### What is needed
Up to and including the line with "const DEFAULT_OVERVIEW_MONTHS: usize = 6;", please reproduce the lines below exactly, beginning with the first.

(Stored records)
● ● ● ● ●
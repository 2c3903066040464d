use serde::{Deserialize, Serialize};
use std::{
    fs,
    path::{Path, PathBuf},
};

use crate::{
    errors::StorageError,
    utils::{app_data_dir, config_file_in, write_atomic},
};

const DEFAULT_RECENT_TRANSACTIONS: usize = 10;
const DEFAULT_OVERVIEW_MONTHS: usize = 6;

/// User preferences and display caps. Missing fields fall back to defaults.
#[derive(Debug, Clone, PartialEq, Serialize, Deserialize)]
#[serde(default)]
pub struct Config {
    pub locale: String,
    pub currency: String,
    pub timezone: String,
    /// Entries shown in the dashboard's recent-transactions list.
    pub recent_transactions: usize,
    /// Months shown in the analytics monthly overview.
    pub monthly_overview_months: usize,
}

impl Default for Config {
    fn default() -> Self {
        Self {
            locale: "en-PK".into(),
            currency: "PKR".into(),
            timezone: "Asia/Karachi".into(),
            recent_transactions: DEFAULT_RECENT_TRANSACTIONS,
            monthly_overview_months: DEFAULT_OVERVIEW_MONTHS,
        }
    }
}

#[derive(Debug, Clone)]
pub struct ConfigManager {
    path: PathBuf,
}

impl Default for ConfigManager {
    fn default() -> Self {
        Self::new()
    }
}

impl ConfigManager {
    pub fn new() -> Self {
        Self::with_base_dir(app_data_dir())
    }

    /// Points at `config.json` inside `base`. The directory is created on first save.
    pub fn with_base_dir(base: PathBuf) -> Self {
        Self {
            path: config_file_in(&base),
        }
    }

    pub fn load(&self) -> Result<Config, StorageError> {
        if self.path.exists() {
            let data = fs::read_to_string(&self.path)?;
            Ok(serde_json::from_str(&data)?)
        } else {
            Ok(Config::default())
        }
    }

    pub fn save(&self, config: &Config) -> Result<(), StorageError> {
        let json = serde_json::to_string_pretty(config)?;
        write_atomic(&self.path, &json)?;
        tracing::debug!(path = %self.path.display(), "configuration saved");
        Ok(())
    }

    pub fn path(&self) -> &Path {
        &self.path
    }
}

#[cfg(test)]
mod tests {
    use super::*;
    use tempfile::tempdir;

    #[test]
    fn load_defaults_when_missing() {
        let temp = tempdir().unwrap();
        let manager = ConfigManager::with_base_dir(temp.path().to_path_buf());
        assert_eq!(manager.load().unwrap(), Config::default());
    }

    #[test]
    fn save_then_load_preserves_caps() {
        let temp = tempdir().unwrap();
        let manager = ConfigManager::with_base_dir(temp.path().to_path_buf());
        let config = Config {
            recent_transactions: 3,
            ..Config::default()
        };
        manager.save(&config).unwrap();
        assert_eq!(manager.load().unwrap().recent_transactions, 3);
    }

    #[test]
    fn partial_file_fills_defaults() {
        let temp = tempdir().unwrap();
        let manager = ConfigManager::with_base_dir(temp.path().to_path_buf());
        fs::write(manager.path(), r#"{"currency":"USD"}"#).unwrap();
        let config = manager.load().unwrap();
        assert_eq!(config.currency, "USD");
        assert_eq!(config.monthly_overview_months, 6);
    }

    #[test]
    fn directory_is_created_only_on_save() {
        let temp = tempdir().unwrap();
        let base = temp.path().join("nested");
        let manager = ConfigManager::with_base_dir(base.clone());
        assert_eq!(manager.load().unwrap(), Config::default());
        assert!(!base.exists());

        manager.save(&Config::default()).unwrap();
        assert!(manager.path().exists());
    }
}
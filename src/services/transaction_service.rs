//! Business logic helpers for managing transactions.

use serde::Serialize;
use uuid::Uuid;

use crate::analytics::{filter_by_category, recent, CategoryFilter};
use crate::errors::LedgerResult;
use crate::ledger::{Clock, Ledger, Mutation, NewTransaction, Transaction};

/// A transaction with its budget resolved for display.
#[derive(Debug, Clone, PartialEq, Serialize)]
#[serde(rename_all = "camelCase")]
pub struct TransactionView {
    pub transaction: Transaction,
    /// `None` for income, unattributed expenses, and deleted budgets.
    pub budget_name: Option<String>,
}

impl TransactionView {
    pub fn resolve(ledger: &Ledger, transaction: &Transaction) -> Self {
        Self {
            transaction: transaction.clone(),
            budget_name: ledger.budget_label(transaction).map(str::to_string),
        }
    }
}

/// Provides validated create/delete helpers and listings for transactions.
pub struct TransactionService;

impl TransactionService {
    pub fn create(
        ledger: &Ledger,
        draft: NewTransaction,
        clock: &dyn Clock,
    ) -> LedgerResult<Mutation<Transaction>> {
        let mutation = ledger.create_transaction(draft, clock)?;
        let txn = &mutation.record;
        if let Some(budget_id) = txn.budget_id {
            if mutation.ledger.budget(budget_id).is_none() {
                tracing::warn!(
                    transaction_id = %txn.id,
                    budget_id = %budget_id,
                    "transaction references an unknown budget; recorded without charge"
                );
            }
        }
        tracing::info!(
            transaction_id = %txn.id,
            kind = %txn.kind,
            amount = txn.amount,
            category = %txn.category,
            "transaction recorded"
        );
        Ok(mutation)
    }

    pub fn remove(ledger: &Ledger, id: Uuid) -> LedgerResult<Mutation<Transaction>> {
        let mutation = ledger.delete_transaction(id)?;
        tracing::info!(
            transaction_id = %id,
            amount = mutation.record.amount,
            "transaction deleted"
        );
        Ok(mutation)
    }

    /// Transactions in insertion order, narrowed by category.
    pub fn list(ledger: &Ledger, filter: &CategoryFilter) -> Vec<TransactionView> {
        filter_by_category(ledger.transactions(), filter)
            .into_iter()
            .map(|txn| TransactionView::resolve(ledger, txn))
            .collect()
    }

    /// Newest `limit` transactions matching `filter`, newest first.
    pub fn recent(ledger: &Ledger, filter: &CategoryFilter, limit: usize) -> Vec<TransactionView> {
        recent(filter_by_category(ledger.transactions(), filter), limit)
            .into_iter()
            .map(|txn| TransactionView::resolve(ledger, txn))
            .collect()
    }
}
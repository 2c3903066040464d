//! Ledger domain models and the snapshot state machine that keeps budget spend consistent.

pub mod budget;
#[allow(clippy::module_inception)]
pub mod ledger;
pub mod time;
pub mod transaction;

pub use budget::{Budget, BudgetChanges, NewBudget, DEFAULT_BUDGET_COLOR};
pub use ledger::{spent_matches, Ledger, Mutation, SpentDrift, SPENT_TOLERANCE};
pub use time::{Clock, FixedClock, SystemClock};
pub use transaction::{NewTransaction, PaymentMethod, Transaction, TransactionKind};
//! Business logic helpers for managing budgets.

use serde::Serialize;
use uuid::Uuid;

use crate::analytics::{budget_utilization, Utilization};
use crate::errors::{LedgerError, LedgerResult};
use crate::ledger::{Budget, BudgetChanges, Clock, Ledger, Mutation, NewBudget};

/// A budget paired with its current utilization.
#[derive(Debug, Clone, PartialEq, Serialize)]
pub struct BudgetStatus {
    pub budget: Budget,
    pub utilization: Utilization,
}

impl BudgetStatus {
    pub fn of(budget: &Budget) -> Self {
        Self {
            budget: budget.clone(),
            utilization: budget_utilization(budget),
        }
    }
}

/// Provides validated budget operations over ledger snapshots.
pub struct BudgetService;

impl BudgetService {
    pub fn create(ledger: &Ledger, draft: NewBudget, clock: &dyn Clock) -> LedgerResult<Mutation<Budget>> {
        let mutation = ledger.create_budget(draft, clock)?;
        tracing::info!(
            budget_id = %mutation.record.id,
            name = %mutation.record.name,
            limit = mutation.record.monthly_limit,
            "budget created"
        );
        Ok(mutation)
    }

    pub fn update(ledger: &Ledger, id: Uuid, changes: BudgetChanges) -> LedgerResult<Mutation<Budget>> {
        if changes.is_empty() {
            tracing::debug!(budget_id = %id, "budget update without changes");
        }
        let mutation = ledger.update_budget(id, changes)?;
        tracing::info!(budget_id = %id, name = %mutation.record.name, "budget updated");
        Ok(mutation)
    }

    /// Removes the budget; its transactions are kept and become unattributed.
    pub fn remove(ledger: &Ledger, id: Uuid) -> LedgerResult<Mutation<Budget>> {
        let mutation = ledger.delete_budget(id)?;
        let orphaned = mutation
            .ledger
            .transactions()
            .iter()
            .filter(|txn| txn.budget_id == Some(id))
            .count();
        if orphaned > 0 {
            tracing::warn!(budget_id = %id, orphaned, "budget deleted with linked transactions");
        } else {
            tracing::info!(budget_id = %id, "budget deleted");
        }
        Ok(mutation)
    }

    pub fn list(ledger: &Ledger) -> Vec<BudgetStatus> {
        ledger.budgets().iter().map(BudgetStatus::of).collect()
    }

    pub fn utilization(ledger: &Ledger, id: Uuid) -> LedgerResult<Utilization> {
        ledger
            .budget(id)
            .map(budget_utilization)
            .ok_or_else(|| LedgerError::budget_not_found(id))
    }
}
use serde::Serialize;

use crate::analytics::{self, CategoryFilter, CategoryShare, MonthTotals, Totals};
use crate::config::Config;
use crate::ledger::Ledger;

use super::{BudgetService, BudgetStatus, TransactionService, TransactionView};

/// Everything the overview screen needs from one snapshot.
#[derive(Debug, Clone, PartialEq, Serialize)]
pub struct Dashboard {
    pub totals: Totals,
    pub budgets: Vec<BudgetStatus>,
    pub recent: Vec<TransactionView>,
    pub categories: Vec<String>,
}

/// Monthly and per-category breakdowns for the analytics screen.
#[derive(Debug, Clone, PartialEq, Serialize)]
pub struct AnalyticsReport {
    /// Most recent month first, capped by configuration.
    pub monthly: Vec<MonthTotals>,
    pub categories: Vec<CategoryShare>,
    pub budgets: Vec<BudgetStatus>,
}

pub struct SummaryService;

impl SummaryService {
    pub fn dashboard(ledger: &Ledger, config: &Config, filter: &CategoryFilter) -> Dashboard {
        let dashboard = Dashboard {
            totals: analytics::totals(ledger.transactions()),
            budgets: BudgetService::list(ledger),
            recent: TransactionService::recent(ledger, filter, config.recent_transactions),
            categories: analytics::categories(ledger.transactions()),
        };
        tracing::debug!(
            budgets = dashboard.budgets.len(),
            recent = dashboard.recent.len(),
            "dashboard assembled"
        );
        dashboard
    }

    pub fn analytics(ledger: &Ledger, config: &Config) -> AnalyticsReport {
        let transactions = ledger.transactions();
        let mut monthly = analytics::by_month(transactions);
        monthly.reverse();
        monthly.truncate(config.monthly_overview_months);
        AnalyticsReport {
            monthly,
            categories: analytics::category_shares(&analytics::by_category(transactions)),
            budgets: BudgetService::list(ledger),
        }
    }
}
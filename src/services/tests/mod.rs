
use crate::ledger::{FixedClock, Ledger, NewBudget};
use uuid::Uuid;

pub(super) fn clock() -> FixedClock {
    FixedClock::ymd(2025, 11, 3).unwrap()
}

pub(super) fn ledger_with_budget(name: &str, limit: f64) -> (Ledger, Uuid) {
    let (ledger, budget) = Ledger::new()
        .create_budget(NewBudget::new(name, limit), &clock())
        .unwrap()
        .into_parts();
    (ledger, budget.id)
}
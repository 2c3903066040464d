use chrono::NaiveDate;
use serde::{Deserialize, Serialize};
use uuid::Uuid;

use crate::errors::{LedgerError, LedgerResult};

pub const DEFAULT_BUDGET_COLOR: &str = "#10b981";

/// A named monthly spending ceiling with its accumulated spend.
///
/// `spent` is materialized by the ledger; it is only changed through
/// transaction creation and deletion.
#[derive(Debug, Clone, PartialEq, Serialize, Deserialize)]
#[serde(rename_all = "camelCase", deny_unknown_fields)]
pub struct Budget {
    pub id: Uuid,
    pub name: String,
    pub monthly_limit: f64,
    pub color: String,
    pub spent: f64,
    pub start_date: NaiveDate,
}

impl Budget {
    pub(crate) fn open(draft: NewBudget, start_date: NaiveDate) -> LedgerResult<Self> {
        let name = validate_name(&draft.name)?;
        let monthly_limit = validate_limit(draft.monthly_limit)?;
        Ok(Self {
            id: Uuid::new_v4(),
            name,
            monthly_limit,
            color: draft
                .color
                .unwrap_or_else(|| DEFAULT_BUDGET_COLOR.to_string()),
            spent: 0.0,
            start_date,
        })
    }

    /// Checks a stored record against the same rules `open` applies.
    pub(crate) fn check(&self) -> LedgerResult<()> {
        validate_name(&self.name)?;
        validate_limit(self.monthly_limit)?;
        if !self.spent.is_finite() || self.spent < 0.0 {
            return Err(LedgerError::Validation(format!(
                "budget `{}` has invalid spent {}",
                self.name, self.spent
            )));
        }
        Ok(())
    }

    pub fn remaining(&self) -> f64 {
        self.monthly_limit - self.spent
    }

    /// Applies the caller-editable fields, validating before anything is written.
    pub(crate) fn apply(&mut self, changes: BudgetChanges) -> LedgerResult<()> {
        let name = changes.name.as_deref().map(validate_name).transpose()?;
        let limit = changes.monthly_limit.map(validate_limit).transpose()?;
        if let Some(name) = name {
            self.name = name;
        }
        if let Some(limit) = limit {
            self.monthly_limit = limit;
        }
        if let Some(color) = changes.color {
            self.color = color;
        }
        Ok(())
    }
}

/// Caller-supplied fields for a budget that does not exist yet.
#[derive(Debug, Clone, PartialEq, Default, Serialize, Deserialize)]
#[serde(rename_all = "camelCase")]
pub struct NewBudget {
    pub name: String,
    pub monthly_limit: f64,
    #[serde(default)]
    pub color: Option<String>,
}

impl NewBudget {
    pub fn new(name: impl Into<String>, monthly_limit: f64) -> Self {
        Self {
            name: name.into(),
            monthly_limit,
            color: None,
        }
    }

    pub fn with_color(mut self, color: impl Into<String>) -> Self {
        self.color = Some(color.into());
        self
    }
}

/// Partial update for a budget. Spend is not editable here.
#[derive(Debug, Clone, PartialEq, Default, Serialize, Deserialize)]
#[serde(rename_all = "camelCase")]
pub struct BudgetChanges {
    #[serde(default)]
    pub name: Option<String>,
    #[serde(default)]
    pub monthly_limit: Option<f64>,
    #[serde(default)]
    pub color: Option<String>,
}

impl BudgetChanges {
    pub fn is_empty(&self) -> bool {
        self.name.is_none() && self.monthly_limit.is_none() && self.color.is_none()
    }
}

fn validate_name(raw: &str) -> LedgerResult<String> {
    let name = raw.trim();
    if name.is_empty() {
        return Err(LedgerError::Validation(
            "budget name must not be empty".into(),
        ));
    }
    Ok(name.to_string())
}

fn validate_limit(limit: f64) -> LedgerResult<f64> {
    if !limit.is_finite() {
        return Err(LedgerError::Validation(
            "monthly limit must be a finite number".into(),
        ));
    }
    if limit < 0.0 {
        return Err(LedgerError::Validation(format!(
            "monthly limit must not be negative (got {limit})"
        )));
    }
    Ok(limit)
}
//! Stateless aggregations over a ledger snapshot.
//!
//! Every function here only reads its input, so results are identical on
//! repeated calls and safe to compute from several threads at once.

pub mod breakdown;
pub mod query;
pub mod totals;
pub mod utilization;

pub use breakdown::{by_category, by_month, category_shares, CategoryShare, CategoryTotal, MonthTotals};
pub use query::{categories, filter_by_category, recent, CategoryFilter};
pub use totals::{totals, Totals};
pub use utilization::{budget_utilization, Utilization};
● ● ● ● ●
### Exercise result
repository 2c3903066040464d
use serde::{Deserialize, Serialize};
use std::{
    fs,
    path::{Path, PathBuf},
};

use crate::{
    errors::StorageError,
    utils::{app_data_dir, config_file_in, write_atomic},
};

const DEFAULT_RECENT_TRANSACTIONS: usize = 10;
const DEFAULT_OVERVIEW_MONTHS: usize = 6;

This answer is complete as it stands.